## TRY IT
Write out all of the listing exactly. Add nothing to it.

*** Opening TASK MATERIAL ***

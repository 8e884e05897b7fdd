// SPDX-License-Identifier: BUSL-1.1
// Copyright (c) 2026 Alfred Jean LLC

use clap::Parser;
use tracing::error;

use raymond::config::Config;

#[tokio::main]
async fn main() {
    let config = match Config::try_parse() {
        Ok(config) => config,
        Err(e) => {
            eprintln!("{e}");
            std::process::exit(1);
        }
    };

    tracing_subscriber::fmt()
        .with_env_filter(
            tracing_subscriber::EnvFilter::try_from_default_env()
                .unwrap_or_else(|_| tracing_subscriber::EnvFilter::new("info")),
        )
        .init();

    if let Err(e) = raymond::run(config).await {
        error!("fatal: {e:#}");
        std::process::exit(1);
    }
}
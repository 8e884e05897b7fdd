// SPDX-License-Identifier: BUSL-1.1
// Copyright (c) 2026 Alfred Jean LLC

//! NATS-backed transport for deployment: subjects `<sender>.<receiver>.<kind>`,
//! each node subscribing to the wildcard `*.<receiver>.*`.

use futures_util::StreamExt;
use tracing::info;

use crate::error::RaymondError;
use crate::message::{Envelope, Kind};

#[derive(Clone)]
pub struct NatsTransport {
    client: async_nats::Client,
}

impl NatsTransport {
    pub async fn connect(url: &str) -> anyhow::Result<Self> {
        info!(url, "connecting to NATS broker");
        let client = async_nats::ConnectOptions::new().retry_on_initial_connect().connect(url).await?;
        info!("NATS transport connected");
        Ok(Self { client })
    }

    pub async fn register(&self, name: &str) -> Result<NatsInbox, RaymondError> {
        let subject = format!("*.{name}.*");
        let subscriber = self
            .client
            .subscribe(subject)
            .await
            .map_err(|e| RaymondError::TransportSend { peer: name.to_string(), reason: e.to_string() })?;
        Ok(NatsInbox { subscriber })
    }

    pub async fn send(&self, from: &str, to: &str, kind: Kind, body: &str) -> Result<(), RaymondError> {
        let subject = format!("{from}.{to}.{}", kind.as_str());
        self.client
            .publish(subject, body.to_string().into())
            .await
            .map_err(|e| RaymondError::TransportSend { peer: to.to_string(), reason: e.to_string() })
    }
}

pub struct NatsInbox {
    subscriber: async_nats::Subscriber,
}

impl NatsInbox {
    /// Parses `<sender>.<receiver>.<kind>` out of the routing key, skipping
    /// any message whose key or kind segment we don't recognize rather than
    /// terminating the stream.
    pub async fn recv(&mut self) -> Option<Envelope> {
        loop {
            let msg = self.subscriber.next().await?;
            let mut segments = msg.subject.as_str().splitn(3, '.');
            let (Some(sender), Some(_receiver), Some(kind_str)) =
                (segments.next(), segments.next(), segments.next())
            else {
                continue;
            };
            let Ok(kind) = kind_str.parse::<Kind>() else { continue };
            let body = String::from_utf8_lossy(&msg.payload).into_owned();
            return Some(Envelope { sender: sender.to_string(), kind, body });
        }
    }
}
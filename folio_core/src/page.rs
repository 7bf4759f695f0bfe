//! # Portfolio Page Session
//!
//! `PortfolioPage` owns all page state for one session: the catalog, the
//! filter selection, the active-card controller and the motion settings.
//! Hosts mutate it through explicit methods and read a fresh [`PageView`]
//! after each change.
//!
//! ```text
//! set_category ─▶ FilterState ─▶ filtered projects ─▶ group_rows ─▶ compose_grid ─▶ PageView
//! select/expire ─▶ SelectionController ─────────────────────────────────┘
//! ```
//!
//! The host is responsible for running the timer behind each
//! [`ExpiryTicket`] returned by [`PortfolioPage::select`], cancelling the
//! previous one, and calling [`PortfolioPage::expire`] when it fires.

use std::time::Instant;

use serde::Serialize;

use crate::catalog::Catalog;
use crate::errors::FolioResult;
use crate::filter::FilterState;
use crate::motion::MotionSettings;
use crate::presentation::{compose_grid, GridView};
use crate::project::{Category, Project};
use crate::selection::{ExpiryTicket, SelectionController, SelectionState};
use crate::settings::PageSettings;

/// One filter button.
#[derive(Debug, Clone, Copy, PartialEq, Eq, Serialize)]
pub struct CategoryButton {
    pub category: Category,
    pub selected: bool,
    /// Projects shown if this button is picked
    pub count: usize,
}

/// Everything a renderer needs for one frame of the page.
#[derive(Debug, Clone, PartialEq, Serialize)]
pub struct PageView<'a> {
    pub categories: Vec<CategoryButton>,
    pub grid: GridView<'a>,
}

impl PageView<'_> {
    /// The one button marked selected
    pub fn selected_category(&self) -> Option<Category> {
        self.categories.iter().find(|b| b.selected).map(|b| b.category)
    }
}

/// Page state for one session.
#[derive(Debug, Clone)]
pub struct PortfolioPage {
    catalog: Catalog,
    filter: FilterState,
    selection: SelectionController,
    motion: MotionSettings,
}

impl PortfolioPage {
    /// Create a page over `catalog` with default timing.
    pub fn new(catalog: Catalog) -> Self {
        PortfolioPage {
            catalog,
            filter: FilterState::new(),
            selection: SelectionController::default(),
            motion: MotionSettings::default(),
        }
    }

    /// Create a page from settings, loading the configured catalog.
    pub fn from_settings(settings: &PageSettings) -> FolioResult<Self> {
        let catalog = settings.load_catalog()?;
        Ok(Self::with_catalog(catalog, settings))
    }

    /// Create a page over `catalog` with timing taken from `settings`.
    pub fn with_catalog(catalog: Catalog, settings: &PageSettings) -> Self {
        PortfolioPage {
            catalog,
            filter: FilterState::new(),
            selection: SelectionController::new(settings.selection.expiry()),
            motion: settings.motion,
        }
    }

    pub fn catalog(&self) -> &Catalog {
        &self.catalog
    }

    pub fn motion(&self) -> &MotionSettings {
        &self.motion
    }

    pub fn set_motion(&mut self, motion: MotionSettings) {
        self.motion = motion;
    }

    pub fn category(&self) -> Category {
        self.filter.selected()
    }

    /// Switch the filter. Returns `true` if the grid changed.
    pub fn set_category(&mut self, category: Category) -> bool {
        self.filter.set_category(category)
    }

    /// Projects visible under the current filter, in catalog order
    pub fn filtered_projects(&self) -> Vec<&Project> {
        self.filter.filtered_projects(self.catalog.projects())
    }

    pub fn selection(&self) -> SelectionState<'_> {
        self.selection.state()
    }

    pub fn active_slug(&self) -> Option<&str> {
        self.selection.active_slug()
    }

    /// A card reported a selection. See [`SelectionController::select`].
    pub fn select(&mut self, slug: impl Into<String>, now: Instant) -> Option<ExpiryTicket> {
        self.selection.select(slug, now)
    }

    pub fn clear_selection(&mut self) -> Option<ExpiryTicket> {
        self.selection.clear()
    }

    /// A scheduled expiry fired. Stale tickets are ignored.
    pub fn expire(&mut self, ticket: ExpiryTicket) -> bool {
        self.selection.expire(ticket)
    }

    pub fn expire_due(&mut self, now: Instant) -> bool {
        self.selection.expire_due(now)
    }

    /// Compose the current page.
    pub fn view(&self) -> PageView<'_> {
        let selected = self.filter.selected();
        let categories = Category::ALL
            .iter()
            .map(|&category| CategoryButton {
                category,
                selected: category == selected,
                count: self.catalog.count_in(category),
            })
            .collect();

        let visible = self.filtered_projects();
        let grid = compose_grid(&visible, self.selection.active_slug(), &self.motion);

        PageView { categories, grid }
    }
}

*** Closing TASK MATERIAL ***

## YOUR SOLUTION
repository 8e884e05897b7fdd
// SPDX-License-Identifier: BUSL-1.1
// Copyright (c) 2026 Alfred Jean LLC

use clap::Parser;
use tracing::error;

use raymond::config::Config;

#[tokio::main]
async fn main() {
    let config = match Config::try_parse() {
        Ok(config) => config,
        Err(e) => {
            eprintln!("{e}");
            std::process::exit(1);
        }
    };

    tracing_subscriber::fmt()
        .with_env_filter(
            tracing_subscriber::EnvFilter::try_from_default_env()
                .unwrap_or_else(|_| tracing_subscriber::EnvFilter::new("info")),
        )
        .init();

    if let Err(e) = raymond::run(config).await {
        error!("fatal: {e:#}");
        std::process::exit(1);
    }
}
repository 8e884e05897b7fdd
// SPDX-License-Identifier: BUSL-1.1
// Copyright (c) 2026 Alfred Jean LLC

//! NATS-backed transport for deployment: subjects `<sender>.<receiver>.<kind>`,
//! each node subscribing to the wildcard `*.<receiver>.*`.

use futures_util::StreamExt;
use tracing::info;

use crate::error::RaymondError;
use crate::message::{Envelope, Kind};

#[derive(Clone)]
pub struct NatsTransport {
    client: async_nats::Client,
}

impl NatsTransport {
    pub async fn connect(url: &str) -> anyhow::Result<Self> {
        info!(url, "connecting to NATS broker");
        let client = async_nats::ConnectOptions::new().retry_on_initial_connect().connect(url).await?;
        info!("NATS transport connected");
        Ok(Self { client })
    }

    pub async fn register(&self, name: &str) -> Result<NatsInbox, RaymondError> {
        let subject = format!("*.{name}.*");
        let subscriber = self
            .client
            .subscribe(subject)
            .await
            .map_err(|e| RaymondError::TransportSend { peer: name.to_string(), reason: e.to_string() })?;
        Ok(NatsInbox { subscriber })
    }

    pub async fn send(&self, from: &str, to: &str, kind: Kind, body: &str) -> Result<(), RaymondError> {
        let subject = format!("{from}.{to}.{}", kind.as_str());
        self.client
            .publish(subject, body.to_string().into())
            .await
            .map_err(|e| RaymondError::TransportSend { peer: to.to_string(), reason: e.to_string() })
    }
}

pub struct NatsInbox {
    subscriber: async_nats::Subscriber,
}

impl NatsInbox {
    /// Parses `<sender>.<receiver>.<kind>` out of the routing key, skipping
    /// any message whose key or kind segment we don't recognize rather than
    /// terminating the stream.
    pub async fn recv(&mut self) -> Option<Envelope> {
        loop {
            let msg = self.subscriber.next().await?;
            let mut segments = msg.subject.as_str().splitn(3, '.');
            let (Some(sender), Some(_receiver), Some(kind_str)) =
                (segments.next(), segments.next(), segments.next())
            else {
                continue;
            };
            let Ok(kind) = kind_str.parse::<Kind>() else { continue };
            let body = String::from_utf8_lossy(&msg.payload).into_owned();
            return Some(Envelope { sender: sender.to_string(), kind, body });
        }
    }
}
filename folio_core/src/page.rs
repository 7bf4759f695f0bfe
//! # Portfolio Page Session
//!
//! `PortfolioPage` owns all page state for one session: the catalog, the
//! filter selection, the active-card controller and the motion settings.
//! Hosts mutate it through explicit methods and read a fresh [`PageView`]
//! after each change.
//!
//! ```text
//! set_category ─▶ FilterState ─▶ filtered projects ─▶ group_rows ─▶ compose_grid ─▶ PageView
//! select/expire ─▶ SelectionController ─────────────────────────────────┘
//! ```
//!
//! The host is responsible for running the timer behind each
//! [`ExpiryTicket`] returned by [`PortfolioPage::select`], cancelling the
//! previous one, and calling [`PortfolioPage::expire`] when it fires.

use std::time::Instant;

use serde::Serialize;

use crate::catalog::Catalog;
use crate::errors::FolioResult;
use crate::filter::FilterState;
use crate::motion::MotionSettings;
use crate::presentation::{compose_grid, GridView};
use crate::project::{Category, Project};
use crate::selection::{ExpiryTicket, SelectionController, SelectionState};
use crate::settings::PageSettings;

/// One filter button.
#[derive(Debug, Clone, Copy, PartialEq, Eq, Serialize)]
pub struct CategoryButton {
    pub category: Category,
    pub selected: bool,
    /// Projects shown if this button is picked
    pub count: usize,
}

/// Everything a renderer needs for one frame of the page.
#[derive(Debug, Clone, PartialEq, Serialize)]
pub struct PageView<'a> {
    pub categories: Vec<CategoryButton>,
    pub grid: GridView<'a>,
}

impl PageView<'_> {
    /// The one button marked selected
    pub fn selected_category(&self) -> Option<Category> {
        self.categories.iter().find(|b| b.selected).map(|b| b.category)
    }
}

/// Page state for one session.
#[derive(Debug, Clone)]
pub struct PortfolioPage {
    catalog: Catalog,
    filter: FilterState,
    selection: SelectionController,
    motion: MotionSettings,
}

impl PortfolioPage {
    /// Create a page over `catalog` with default timing.
    pub fn new(catalog: Catalog) -> Self {
        PortfolioPage {
            catalog,
            filter: FilterState::new(),
            selection: SelectionController::default(),
            motion: MotionSettings::default(),
        }
    }

    /// Create a page from settings, loading the configured catalog.
    pub fn from_settings(settings: &PageSettings) -> FolioResult<Self> {
        let catalog = settings.load_catalog()?;
        Ok(Self::with_catalog(catalog, settings))
    }

    /// Create a page over `catalog` with timing taken from `settings`.
    pub fn with_catalog(catalog: Catalog, settings: &PageSettings) -> Self {
        PortfolioPage {
            catalog,
            filter: FilterState::new(),
            selection: SelectionController::new(settings.selection.expiry()),
            motion: settings.motion,
        }
    }

    pub fn catalog(&self) -> &Catalog {
        &self.catalog
    }

    pub fn motion(&self) -> &MotionSettings {
        &self.motion
    }

    pub fn set_motion(&mut self, motion: MotionSettings) {
        self.motion = motion;
    }

    pub fn category(&self) -> Category {
        self.filter.selected()
    }

    /// Switch the filter. Returns `true` if the grid changed.
    pub fn set_category(&mut self, category: Category) -> bool {
        self.filter.set_category(category)
    }

    /// Projects visible under the current filter, in catalog order
    pub fn filtered_projects(&self) -> Vec<&Project> {
        self.filter.filtered_projects(self.catalog.projects())
    }

    pub fn selection(&self) -> SelectionState<'_> {
        self.selection.state()
    }

    pub fn active_slug(&self) -> Option<&str> {
        self.selection.active_slug()
    }

    /// A card reported a selection. See [`SelectionController::select`].
    pub fn select(&mut self, slug: impl Into<String>, now: Instant) -> Option<ExpiryTicket> {
        self.selection.select(slug, now)
    }

    pub fn clear_selection(&mut self) -> Option<ExpiryTicket> {
        self.selection.clear()
    }

    /// A scheduled expiry fired. Stale tickets are ignored.
    pub fn expire(&mut self, ticket: ExpiryTicket) -> bool {
        self.selection.expire(ticket)
    }

    pub fn expire_due(&mut self, now: Instant) -> bool {
        self.selection.expire_due(now)
    }

    /// Compose the current page.
    pub fn view(&self) -> PageView<'_> {
        let selected = self.filter.selected();
        let categories = Category::ALL
            .iter()
            .map(|&category| CategoryButton {
                category,
                selected: category == selected,
                count: self.catalog.count_in(category),
            })
            .collect();

        let visible = self.filtered_projects();
        let grid = compose_grid(&visible, self.selection.active_slug(), &self.motion);

        PageView { categories, grid }
    }
}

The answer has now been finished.